Two small companion parrots have consistently been the most popular ones in the United States. For years, budgies, also called parakeets, were the most numerous companion birds, and only recently were overtaken by cockatiels. If you’re looking at getting one or the other, how do they compare?
Cockatiels and budgies are both parrots, or hookbills, with hooked beaks suitable for cracking seed. Both live in flocks in the wild and lay eggs in holes in trees, which is also a trait shared by many parrots. Budgies and cockatiels are natives of arid, inland Australia. These are common species in their native Australia, and they are quite numerous in aviculture.

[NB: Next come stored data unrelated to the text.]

//! JWT Builder API - fluent entry point over the signing engine

use crate::algorithms::SigningMethod;
use crate::api::algorithms::{sign_jwt, sign_jwt_async};
use crate::claims::ClaimsDocument;
use crate::error::{JwtError, JwtResult};
use crate::types::JwtToken;
use serde_json::Value;
use zeroize::Zeroizing;

/// Direct builder entry point
pub struct Jwt;

impl Jwt {
    /// Create new JWT builder
    #[inline]
    #[must_use]
    pub fn builder() -> JwtBuilder {
        JwtBuilder::new()
    }

    /// Builder preset for HS256
    #[inline]
    #[must_use]
    pub fn hs256() -> JwtBuilder {
        JwtBuilder::new().with_algorithm(SigningMethod::HS256)
    }

    /// Builder preset for RS256
    #[inline]
    #[must_use]
    pub fn rs256() -> JwtBuilder {
        JwtBuilder::new().with_algorithm(SigningMethod::RS256)
    }

    /// Builder preset for ES256
    #[inline]
    #[must_use]
    pub fn es256() -> JwtBuilder {
        JwtBuilder::new().with_algorithm(SigningMethod::ES256)
    }
}

/// Unified JWT builder
///
/// Missing algorithm defaults to HS256; missing key is empty text, which
/// only the unsecured method accepts.
#[derive(Default)]
pub struct JwtBuilder {
    pub(crate) algorithm: Option<SigningMethod>,
    pub(crate) key: Option<Zeroizing<String>>,
    pub(crate) claims: ClaimsDocument,
}

/// JWT builder with error handler
pub struct JwtBuilderWithError<E> {
    inner: JwtBuilder,
    error_handler: E,
}

impl JwtBuilder {
    /// Create new JWT builder
    #[inline]
    #[must_use]
    pub fn new() -> Self {
        Self::default()
    }

    /// Set signing method
    #[inline]
    #[must_use]
    pub fn with_algorithm(mut self, algorithm: SigningMethod) -> Self {
        self.algorithm = Some(algorithm);
        self
    }

    /// Set signing method from a selector string, falling back to HS256
    #[inline]
    #[must_use]
    pub fn with_selector(self, selector: &str) -> Self {
        self.with_algorithm(SigningMethod::resolve(selector))
    }

    /// Set key text: a shared secret or a PEM private key
    #[inline]
    #[must_use]
    pub fn with_key(mut self, key: &str) -> Self {
        self.key = Some(Zeroizing::new(key.to_string()));
        self
    }

    /// Replace all claims
    #[inline]
    #[must_use]
    pub fn with_claims(mut self, claims: ClaimsDocument) -> Self {
        self.claims = claims;
        self
    }

    /// Add a single claim
    #[inline]
    #[must_use]
    pub fn with_claim(mut self, key: impl Into<String>, value: impl Into<Value>) -> Self {
        self.claims.insert(key, value);
        self
    }

    /// Add `on_error` handler - transforms errors but passes through success
    #[inline]
    #[must_use]
    pub fn on_error<E>(self, handler: E) -> JwtBuilderWithError<E>
    where
        E: Fn(JwtError) -> JwtError + Send + Sync + 'static,
    {
        JwtBuilderWithError {
            inner: self,
            error_handler: handler,
        }
    }

    /// Sign the configured claims
    ///
    /// # Errors
    /// Any [`JwtError`] raised by [`sign_jwt`].
    pub fn sign(&self) -> JwtResult<JwtToken> {
        sign_jwt(self.get_algorithm(), &self.claims, self.key_text())
    }

    /// Sign the configured claims on tokio's blocking pool
    ///
    /// # Errors
    /// Any [`JwtError`] raised by [`sign_jwt_async`].
    pub async fn sign_async(self) -> JwtResult<JwtToken> {
        let algorithm = self.get_algorithm();
        let key = self.key_text().to_string();
        sign_jwt_async(algorithm, self.claims, key).await
    }

    /// Get algorithm with default fallback
    #[inline]
    #[must_use]
    pub(crate) fn get_algorithm(&self) -> SigningMethod {
        self.algorithm.unwrap_or_default()
    }

    fn key_text(&self) -> &str {
        self.key.as_deref().map_or("", String::as_str)
    }
}

impl<E> JwtBuilderWithError<E>
where
    E: Fn(JwtError) -> JwtError + Send + Sync + 'static,
{
    /// Sign, passing any error through the handler
    ///
    /// # Errors
    /// The handler's output for any signing error.
    pub fn sign(&self) -> JwtResult<JwtToken> {
        self.inner.sign().map_err(&self.error_handler)
    }

    /// Async sign, passing any error through the handler
    ///
    /// # Errors
    /// The handler's output for any signing error.
    pub async fn sign_async(self) -> JwtResult<JwtToken> {
        let Self {
            inner,
            error_handler,
        } = self;
        inner.sign_async().await.map_err(error_handler)
    }
}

Both cockatiels and budgies are desert-adapted birds. I’m convinced that some of their success as companion and aviary birds is due to the fact that they can survive under less than ideal situations. They thrive when fed a formulated diet and vegetable treats, with fresh water and loving socialization. But they have survived all-seed diets and unsuitable environments — and sadly, even neglect.
Both cockatiels and budgies became companion birds through the efforts of John Gould in the 19th century. He brought these two species to England and Europe, where they started to become established in wildlife collections. Because of this relatively long history in captivity, color mutations have developed in both species.
Cockatiels in the wild are solid gray with red cheek patches and white wing patches. In captivity, cockatiels can have lacy or pied patterns and a range of colors, from soft brown to gray, cream and white. Wild budgies are green with yellow faces, but those kept as pets come in many colors of the rainbow. Common pet budgie coloring is a green bird with a yellow face or a blue bird with a white face. Their bodies also can be patterned or pied, and their colors are myriad and varied.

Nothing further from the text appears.